Tri-Generation from Biogas
The National Fuel Cell Research Center (NFCRC) is demonstrating the first-in-the-world high temperature fuel cell Tri-Generation system at the Orange County Sanitation District (OCSD) through a public/private partnership. The system, which is fueled on biogas derived from wastewater treatment, simultaneously produces electricity, heat, and hydrogen fuel. The installation is also coupled with a hydrogen fueling dispenser which is today used to refuel fuel cell vehicles with bio-hydrogen.
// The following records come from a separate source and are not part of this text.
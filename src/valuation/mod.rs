//! Pure valuation helpers, recomputed on every call.

use crate::ledger::Account;

/// Estimated cash value of one account: `balance * rate / 100`, rate being
/// cents per point. Zero balance or rate yields zero, never an error.
pub fn account_value(account: &Account) -> f64 {
    account.balance as f64 * account.rate / 100.0
}

/// Sum of point balances over the given accounts.
pub fn total_balance(accounts: &[Account]) -> u64 {
    accounts.iter().map(|account| account.balance).sum()
}

/// Sum of estimated cash values over the given accounts.
pub fn total_value(accounts: &[Account]) -> f64 {
    accounts.iter().map(account_value).sum()
}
Tri-Generation technology was first conceived at the NFCRC in 2002 and then developed further through research and collaboration with Air Products & Chemicals, Inc. and FuelCell Energy, Inc., eventually leading to the current demonstration at the Orange County Sanitation District. The partners involved in the program include Air Products and Chemicals, FuelCell Energy, the U.S. Department of Energy, the California Air Resources Board, South Coast Air Quality Management District, and the Southern California Gas Company.
The Schematic below describes how the concept for a Tri-Generation system could
be integrating into a hydrogen fueling station. Most hydrogen fueling stations
today, including the UC Irvine hydrogen station shown below, are supplied with
hydrogen that is produced in a central plant and then delivered.
Above is a picture of the UC Irvine hydrogen fueling station, managed by
the National Fuel Cell Research Center (NFCRC). It is currently the busiest
hydrogen station in the world, serving about 50 cars operating in the region.
Currently, hydrogen is produced off site and delivered to the fueling station.
A schematic is inserted to show how hydrogen could be produced on site through
the use of a Tri-generation system. The system would simultaneously produce
electricity and heat for nearby buildings and homes.
At a typical wastewater treatment plant, biogas is produced and simply combusted in a boiler to provide heat for the wastewater treatment operations. At the OCSD, the biogas is fed to a high temperature fuel cell that uses the novel Tri-Generation system to simultaneously produce renewable electricity and heat to support wastewater treatment operations, as well as hydrogen to refuel hydrogen powered vehicles.
This schematic shows a typical wastewater treatment process. The sludge
collected at a central facility is headed and anaerobically digested to produce
a methane-rich gas. That bio-methane is burned in a boiler to produce heat that
sustains the process.
At the Orange County Sanitation District, a high temperature fuel cell system is
integrated into the wastewater treatment process to produce the electricity, and
heat for plant operations.
In addition to those two products, the high temperature fuel cell is producing a
third product – renewable hydrogen – which is being used to refuel hydrogen
The first real-world demonstration of this system went into operation on August 16th 2011, operating off of renewable digester gas from the wastewater treatment process at the orange county sanitation district. The NFCRC is one of the principal partners along with the technology providers.